[Records from a collection]
* * * * * * * * *

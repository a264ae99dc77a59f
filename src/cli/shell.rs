use std::{
    env,
    io::{self, BufRead},
};

use shell_words::split;
use tracing::warn;

use crate::cli::core::{CliMode, CommandError, LoopControl, ShellContext};
use crate::cli::help;
use crate::errors::CliError;

/// Set to run one command per stdin line instead of a single command from argv.
pub const SCRIPT_ENV: &str = "CRC_BANK_CLI_SCRIPT";

pub fn run_cli() -> Result<(), CliError> {
    let mode = if env::var_os(SCRIPT_ENV).is_some() {
        CliMode::Script
    } else {
        CliMode::OneShot
    };

    let mut context = ShellContext::new(mode)?;

    match mode {
        CliMode::OneShot => {
            let args: Vec<String> = env::args().skip(1).collect();
            run_once(&mut context, &args)
        }
        CliMode::Script => run_script(&mut context, io::stdin().lock()),
    }
}

fn run_once(context: &mut ShellContext, args: &[String]) -> Result<(), CliError> {
    let Some((raw, rest)) = args.split_first() else {
        help::print_overview(&context.registry);
        return Ok(());
    };
    let rest: Vec<&str> = rest.iter().map(String::as_str).collect();

    match context.dispatch(&raw.to_lowercase(), raw, &rest) {
        Ok(_) => Ok(()),
        Err(CommandError::UnknownCommand(raw)) => {
            context.suggest_command(&raw);
            Err(CliError::Input(format!("unknown command `{raw}`")))
        }
        Err(err) => Err(err.into()),
    }
}

/// Runs every line, reporting failures as they happen; fails overall if any line failed.
fn run_script(context: &mut ShellContext, input: impl BufRead) -> Result<(), CliError> {
    let mut failures = 0usize;
    for line in input.lines() {
        let line = line?;
        match handle_line(context, &line) {
            Ok(LoopControl::Continue) => {}
            Ok(LoopControl::Exit) => break,
            Err(err) => {
                warn!(command = %line.trim(), error = %err, "command failed");
                context.report_error(&err);
                failures += 1;
            }
        }
    }
    if failures > 0 {
        return Err(CliError::Command(format!("{failures} command(s) failed")));
    }
    Ok(())
}

fn handle_line(context: &mut ShellContext, line: &str) -> Result<LoopControl, CommandError> {
    let tokens = split(line)
        .map_err(|err| CommandError::InvalidArguments(format!("cannot parse `{line}`: {err}")))?;

    // Blank lines and comments.
    let Some(raw) = tokens.first().filter(|token| !token.starts_with('#')) else {
        return Ok(LoopControl::Continue);
    };

    let command = raw.to_lowercase();
    let args: Vec<&str> = tokens.iter().skip(1).map(String::as_str).collect();

    context.dispatch(&command, raw, &args)
}

#[cfg(test)]
mod tests {
    use super::*;
    use std::io::Cursor;
    use tempfile::tempdir;

    fn context(home: &std::path::Path) -> ShellContext {
        ShellContext::with_home(CliMode::Script, home.to_path_buf()).expect("context")
    }

    #[test]
    fn script_skips_comments_and_stops_at_exit() {
        let dir = tempdir().unwrap();
        let mut app = context(dir.path());
        let input = Cursor::new("# nightly batch\n\nhelp\nexit\nbogus\n");

        // `bogus` would fail the run if `exit` did not stop it.
        run_script(&mut app, input).expect("script succeeds");
    }

    #[test]
    fn script_reports_failure_count() {
        let dir = tempdir().unwrap();
        let mut app = context(dir.path());
        let input = Cursor::new("bogus\nhelp insert\nversion extra 'unterminated\n");

        let err = run_script(&mut app, input).expect_err("two failures");
        assert_eq!(err.to_string(), "Command failed: 2 command(s) failed");
    }

    #[test]
    fn empty_argv_prints_overview() {
        let dir = tempdir().unwrap();
        let mut app = context(dir.path());
        assert!(run_once(&mut app, &[]).is_ok());
        let err = run_once(&mut app, &["chek-limit".to_string()]).expect_err("unknown");
        assert!(matches!(err, CliError::Input(_)));
    }
}
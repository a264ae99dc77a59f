use chrono::{DateTime, NaiveDate, Utc};

/// Clock abstracts access to the current timestamp so services remain deterministic in tests.
pub trait Clock: Send + Sync {
    /// Returns the current UTC timestamp.
    fn now(&self) -> DateTime<Utc>;

    /// Returns the current date. Defaults to `now().date_naive()`.
    fn today(&self) -> NaiveDate {
        self.now().date_naive()
    }
}

/// Clock pinned to a single calendar day.
#[derive(Debug, Clone, Copy)]
pub struct FixedClock {
    today: NaiveDate,
}

impl FixedClock {
    pub fn new(today: NaiveDate) -> Self {
        Self { today }
    }
}

impl Clock for FixedClock {
    fn now(&self) -> DateTime<Utc> {
        self.today
            .and_hms_opt(12, 0, 0)
            .map(|naive| DateTime::from_naive_utc_and_offset(naive, Utc))
            .unwrap_or_else(Utc::now)
    }

    fn today(&self) -> NaiveDate {
        self.today
    }
}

* * * * * * * * *

Task instructions: Where does the word "args" appear in the records above? Return every line that holds it.

Response for this exercise:
            let args: Vec<String> = env::args().skip(1).collect();
            run_once(&mut context, &args)
fn run_once(context: &mut ShellContext, args: &[String]) -> Result<(), CliError> {
    let Some((raw, rest)) = args.split_first() else {
    let args: Vec<&str> = tokens.iter().skip(1).map(String::as_str).collect();
    context.dispatch(&command, raw, &args)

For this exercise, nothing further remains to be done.